Из ямы доносились крики, все такие же отчаянно-безнадежные.

Кассар силой подвел Митьку к краю отверстия.

– Гляди! – велел он, и Митька глянул.

Он, правда, ничего и не успел увидеть толком – в глазах у него потемнело, ноги, сделавшись ватными, подкосились, и не ухвати его крепкая рука, он непременно сверзился бы в яму, на радость маленьким прожорливым тварям.

Оттащив Митьку на несколько шагов в сторону, Харт-ла-Гир принялся деловито хлестать его по щекам, и через минуту тот пришел в себя. Тьма отхлынула, ноги хоть еще и покалывало, но стоять он все же мог.

– Очнулся? – хмуро спросил кассар. – Я думал, ты покрепче. Прямо-таки девица из благородного дома, впервые увидавшая крысу. Ну ладно, так и быть, к яме больше не вернемся. Собственно говоря, там ничего и не разглядишь сейчас, мало света. Но бурых муравьев я тебе как-нибудь покажу. Они длиной с мой мизинец, и челюсти их способны перекусить тонкий прут, а кроме того, выделяют ядовитую жидкость. Укус одного муравья несмертелен, но мучителен, плоть в этом месте воспаляется и, если не вскрыть нарыв, начинает гнить. Десяток укусов – и человек будет долго болеть. А в яме этих муравьев сотни, если не тысячи. Их привезли сюда с дальнего юга, где солнце, не умеряя своей силы, порождает разнообразных чудовищ. Сама яма выложена глиняными плитками, дабы твари не расползлись. Впрочем, это им ни к чему – здесь они ежедневно получают пищу.

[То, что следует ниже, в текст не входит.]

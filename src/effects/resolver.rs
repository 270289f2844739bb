//! Effect resolution - executing effects on match state.
//!
//! The `EffectResolver` interprets the closed [`Effect`] union against a
//! draft `MatchState`. It owns the two HP paths every other component goes
//! through:
//!
//! - [`EffectResolver::apply_damage`]: redirect, mitigation, HP clamp,
//!   saving throw, death
//! - [`EffectResolver::apply_heal`]: clamp to max, no-op on the dead
//!
//! Legality (turn, ownership, range, energy) is checked by the caller
//! before resolution; the resolver only refuses effects whose target shape
//! is wrong for the effect.

use smallvec::SmallVec;

use crate::board::{angle_diff, TileId};
use crate::control::enqueue_respawn;
use crate::core::state::HealAura;
use crate::core::{CharacterId, MatchState, Side};
use crate::error::{ActionError, ActionResult};
use crate::events::{
    CardPlayed, HpChange, HpUpdate, MoveEvent, Notification, Outbox, SavingThrow, UnitDied,
};
use crate::rules::declare_winner;

use super::{Affects, Effect, LineShape, Target};

/// Caller-supplied parameters of one resolution.
#[derive(Clone, Copy, Debug)]
pub struct ResolveContext {
    pub actor: CharacterId,
    /// Effective reach (ability range plus one-shot bonus), for effects that search.
    pub reach: Option<u32>,
    /// Extra radius for area effects.
    pub range_bonus: u32,
}

impl ResolveContext {
    #[must_use]
    pub fn new(actor: CharacterId) -> Self {
        Self { actor, reach: None, range_bonus: 0 }
    }

    #[must_use]
    pub fn with_reach(mut self, reach: Option<u32>) -> Self {
        self.reach = reach;
        self
    }

    #[must_use]
    pub fn with_range_bonus(mut self, bonus: u32) -> Self {
        self.range_bonus = bonus;
        self
    }
}

/// What an effect touched, for the `abilityUsed` record.
#[derive(Clone, Debug, Default, PartialEq, Eq)]
pub struct Resolution {
    pub hits: Vec<CharacterId>,
    pub tiles: Vec<TileId>,
    pub roll: Option<u32>,
}

/// Resolves effects on match state.
pub struct EffectResolver;

impl EffectResolver {
    /// Resolve one effect from `ctx.actor` at `target`.
    pub fn resolve(
        state: &mut MatchState,
        out: &mut Outbox,
        ctx: &ResolveContext,
        target: Target,
        effect: &Effect,
    ) -> ActionResult<Resolution> {
        let mut res = Resolution::default();

        match effect {
            Effect::Damage { amount } => {
                let id = character_at(state, target)?;
                Self::apply_damage(state, out, id, *amount);
                res.hits.push(id);
            }

            Effect::DiceDamage { sides, bonus } => {
                let id = character_at(state, target)?;
                let roll = state.rng.roll(*sides);
                Self::apply_damage(state, out, id, roll as i32 + bonus);
                res.hits.push(id);
                res.roll = Some(roll);
            }

            Effect::Heal { amount } => {
                let id = character_at(state, target)?;
                Self::apply_heal(state, out, id, *amount);
                res.hits.push(id);
            }

            Effect::TapHeal { amount } => {
                let id = character_at(state, target)?;
                if id == ctx.actor {
                    return Err(ActionError::InvalidTarget("cannot donate to self"));
                }
                let actor = state
                    .characters
                    .get_mut(&ctx.actor)
                    .ok_or(ActionError::NotOnBoard(ctx.actor))?;
                if actor.hp <= *amount {
                    return Err(ActionError::Requirement("not enough health to donate"));
                }
                let prev = actor.hp;
                actor.hp -= amount;
                out.broadcast(Notification::HpUpdate(HpUpdate {
                    id: ctx.actor,
                    hp: actor.hp,
                    prev,
                    change: HpChange::Dmg,
                }));
                Self::apply_heal(state, out, id, *amount);
                res.hits.push(id);
            }

            Effect::Cleanse => {
                let id = character_at(state, target)?;
                if let Some(c) = state.characters.get_mut(&id) {
                    c.status.clear();
                }
                res.hits.push(id);
            }

            Effect::Status { status } => {
                let id = character_at(state, target)?;
                if let Some(c) = state.characters.get_mut(&id) {
                    c.status.apply(*status);
                }
                res.hits.push(id);
            }

            Effect::Area { radius, affects, effects } => {
                let (_, side) = actor_position(state, ctx.actor)?;
                let center = tile_of(state, target)?;
                let tiles = state
                    .board
                    .area(center, radius + ctx.range_bonus, |t| state.walls.contains_key(&t));
                let victims: Vec<CharacterId> = tiles
                    .iter()
                    .filter_map(|t| state.occupant(*t))
                    .filter(|id| match affects {
                        Affects::Enemies => id.side() != side,
                        Affects::Allies => id.side() == side,
                        Affects::All => true,
                    })
                    .collect();
                for id in victims {
                    for nested in effects {
                        if state.tokens.contains_key(&id) {
                            let inner = Self::resolve(state, out, ctx, Target::Character(id), nested)?;
                            res.roll = res.roll.or(inner.roll);
                        }
                    }
                    res.hits.push(id);
                }
                res.tiles = tiles;
            }

            Effect::Line { damage, shape, length } => {
                let (from, side) = actor_position(state, ctx.actor)?;
                let to = tile_of(state, target)?;
                let mut path = match shape {
                    LineShape::Hex => state.board.hex_line(from, to),
                    LineShape::Segment => state.board.segment_line(from, to),
                };
                path.retain(|t| *t != from);
                if let Some(len) = length {
                    path.truncate(*len);
                }
                for tile in &path {
                    if let Some(id) = state.occupant(*tile).filter(|id| id.side() != side) {
                        Self::apply_damage(state, out, id, *damage);
                        res.hits.push(id);
                    }
                }
                res.tiles = path;
            }

            Effect::SwapPositions => {
                let id = character_at(state, target)?;
                if id == ctx.actor {
                    return Err(ActionError::InvalidTarget("cannot swap with self"));
                }
                let (a_tile, _) = actor_position(state, ctx.actor)?;
                let b_tile = state.token(id).ok_or(ActionError::NotOnBoard(id))?.tile;
                for (who, tile) in [(ctx.actor, b_tile), (id, a_tile)] {
                    if let Some(tok) = state.tokens.get_mut(&who) {
                        tok.tile = tile;
                        out.broadcast(Notification::Move(MoveEvent {
                            id: who,
                            owner: tok.owner,
                            to_tile: tile,
                            captured_id: None,
                        }));
                    }
                }
                res.hits.push(id);
                res.tiles = vec![a_tile, b_tile];
            }

            Effect::Polar => {
                res.hits = Self::pull_enemies(state, out, ctx)?;
            }

            Effect::HealAura { center_heal, petal_heal, duration, pulse } => {
                let center = tile_of(state, target)?;
                let owner = ctx.actor.side();
                let mut tiles: SmallVec<[TileId; 7]> = SmallVec::new();
                tiles.push(center);
                tiles.extend(state.board.neighbors(center).iter().copied());
                res.tiles = tiles.to_vec();
                state.heal_auras.push_back(HealAura {
                    owner,
                    center,
                    tiles,
                    remaining: *duration,
                    center_heal: *center_heal,
                    petal_heal: *petal_heal,
                    pulse: *pulse,
                });
            }
        }

        Ok(res)
    }

    /// Deal damage through redirect, mitigation, saving throw and death.
    ///
    /// Returns the HP actually removed. Damage to a dead or unknown
    /// character is a no-op.
    pub fn apply_damage(state: &mut MatchState, out: &mut Outbox, target: CharacterId, amount: i32) -> i32 {
        let target = redirect_target(state, target).unwrap_or(target);
        let saving = state.config.rules.saving_throw;

        let Some(c) = state.characters.get_mut(&target) else {
            return 0;
        };
        if c.dead {
            return 0;
        }
        let dealt = c.status.mitigate(amount);
        let prev = c.hp;
        c.hp = (prev - dealt).max(0);
        let hp = c.hp;
        let has_saving_throw = c.kit.traits.saving_throw;
        let owner = c.owner;
        tracing::debug!(room = %state.room, %target, amount, dealt, prev, hp, "damage");
        out.broadcast(Notification::HpUpdate(HpUpdate { id: target, hp, prev, change: HpChange::Dmg }));

        if hp > 0 {
            return dealt;
        }

        if has_saving_throw {
            let roll = state.rng.roll(saving.sides);
            let success = roll >= saving.success_on;
            out.broadcast(Notification::SavingThrow(SavingThrow { id: target, roll, success }));
            if success {
                if let Some(c) = state.characters.get_mut(&target) {
                    c.hp = saving.restore_hp.min(c.max_hp);
                    out.broadcast(Notification::HpUpdate(HpUpdate {
                        id: target,
                        hp: c.hp,
                        prev: 0,
                        change: HpChange::Heal,
                    }));
                }
                out.broadcast(Notification::CardPlayed(
                    CardPlayed::new("Saving Throw", owner).with_target(Some(target)),
                ));
                return dealt;
            }
        }

        Self::kill(state, out, target);
        dealt
    }

    /// Restore HP up to max. Returns the HP actually restored.
    pub fn apply_heal(state: &mut MatchState, out: &mut Outbox, target: CharacterId, amount: i32) -> i32 {
        let Some(c) = state.characters.get_mut(&target) else {
            return 0;
        };
        if c.dead || amount <= 0 {
            return 0;
        }
        let prev = c.hp;
        c.hp = (prev + amount).min(c.max_hp);
        let hp = c.hp;
        tracing::debug!(room = %state.room, %target, amount, prev, hp, "heal");
        out.broadcast(Notification::HpUpdate(HpUpdate { id: target, hp, prev, change: HpChange::Heal }));
        hp - prev
    }

    fn kill(state: &mut MatchState, out: &mut Outbox, id: CharacterId) {
        if let Some(c) = state.characters.get_mut(&id) {
            c.hp = 0;
            c.dead = true;
            c.status.clear();
        }
        state.tokens.remove(&id);
        tracing::debug!(room = %state.room, %id, "unit died");
        out.broadcast(Notification::UnitDied(UnitDied { id }));
        enqueue_respawn(state, id);

        for side in Side::BOTH {
            if state.living(side).next().is_none() {
                declare_winner(state, side.opponent(), out);
                break;
            }
        }
    }

    /// Pull enemies onto the actor's open neighbours.
    ///
    /// Eligible enemies are within reach (walls block), not already adjacent
    /// and not rooted. Enemies and open slots are both sorted by bearing
    /// from the actor; the rotation of slots minimising total angular
    /// displacement is applied, so relative order around the actor is kept.
    fn pull_enemies(state: &mut MatchState, out: &mut Outbox, ctx: &ResolveContext) -> ActionResult<Vec<CharacterId>> {
        let (origin, side) = actor_position(state, ctx.actor)?;
        let reach = ctx.reach.unwrap_or(u32::MAX);
        let board = state.board.clone();
        let bearing = |t: TileId| board.bearing(origin, t).unwrap_or(0.0);

        let mut slots: Vec<(f64, TileId)> = board
            .neighbors(origin)
            .iter()
            .filter(|t| !state.is_occupied(**t) && !state.is_walled(**t))
            .map(|t| (bearing(*t), *t))
            .collect();
        slots.sort_by(|a, b| a.0.total_cmp(&b.0));

        let mut eligible: Vec<(f64, CharacterId)> = state
            .tokens
            .iter()
            .filter(|(id, _)| id.side() != side)
            .filter(|(id, _)| state.character(**id).is_some_and(|c| !c.status.is_rooted()))
            .filter(|(_, tok)| {
                state
                    .wall_distance(origin, tok.tile)
                    .is_some_and(|d| d > 1 && d <= reach)
            })
            .map(|(id, tok)| (bearing(tok.tile), *id))
            .collect();
        eligible.sort_by(|a, b| a.0.total_cmp(&b.0));

        let m = slots.len();
        let k = eligible.len().min(m);
        if k == 0 {
            return Ok(Vec::new());
        }

        let cost = |r: usize| -> f64 {
            (0..k).map(|j| angle_diff(eligible[j].0, slots[(j + r) % m].0)).sum()
        };
        let best = (0..m)
            .min_by(|&a, &b| cost(a).total_cmp(&cost(b)))
            .unwrap_or(0);

        let mut pulled = Vec::with_capacity(k);
        for j in 0..k {
            let id = eligible[j].1;
            let dest = slots[(j + best) % m].1;
            if let Some(tok) = state.tokens.get_mut(&id) {
                tok.tile = dest;
                out.broadcast(Notification::Move(MoveEvent {
                    id,
                    owner: tok.owner,
                    to_tile: dest,
                    captured_id: None,
                }));
                pulled.push(id);
            }
        }
        Ok(pulled)
    }
}

/// First living ally of `target` (not `target` itself) holding an active redirect.
fn redirect_target(state: &MatchState, target: CharacterId) -> Option<CharacterId> {
    let side = target.side();
    state
        .living(side)
        .filter(|id| *id != target)
        .find(|id| state.character(*id).is_some_and(|c| c.is_alive() && c.status.redirects()))
}

fn actor_position(state: &MatchState, actor: CharacterId) -> ActionResult<(TileId, Side)> {
    let tok = state.token(actor).ok_or(ActionError::NotOnBoard(actor))?;
    Ok((tok.tile, tok.owner))
}

fn character_at(state: &MatchState, target: Target) -> ActionResult<CharacterId> {
    match target {
        Target::Character(id) => {
            if state.tokens.contains_key(&id) {
                Ok(id)
            } else {
                Err(ActionError::NotOnBoard(id))
            }
        }
        Target::Tile(tile) => state
            .occupant(tile)
            .ok_or(ActionError::InvalidTarget("no character on tile")),
    }
}

fn tile_of(state: &MatchState, target: Target) -> ActionResult<TileId> {
    match target {
        Target::Tile(tile) if state.board.contains(tile) => Ok(tile),
        Target::Tile(tile) => Err(ActionError::UnknownTile(tile)),
        Target::Character(id) => Ok(state.token(id).ok_or(ActionError::NotOnBoard(id))?.tile),
    }
}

Теперь вернемся к помосту. Тебе надо еще посмотреть, как будут резать конечности Тиллану. Поверь мне, мальчик, это очень поучительно.

Дернув за цепь, кассар потащил Митьку к помосту. Тот плелся вслед за ним, еле переставляя ноги. И уже стоя возле каменного возвышения, старался не глядеть ни на что, кроме сухой, спекшейся земли у себя под ногами. Но совсем уж не глядеть не получалось, да и не слышать отчаянные крики бедняги Тиллана было невозможно. И ноздри невольно вдыхали солоноватый запах льющейся крови. Он пытался оторваться мысленно от всего этого, думать о Москве, о маме, о тройках по химии и русскому, о пиве “Балтика” и компьютерных играх, в которые они гамились дома у Илюхи… Но эти мысли были какими-то прозрачными, едва различимыми, словно растаявший меж пальцев сон.

…Домой он еле плелся, Харту-ла-Гиру буквально приходилось тащить его на цепи, и еще очень хотелось отлить, но он не решаясь признаться, он всю дорогу терпел.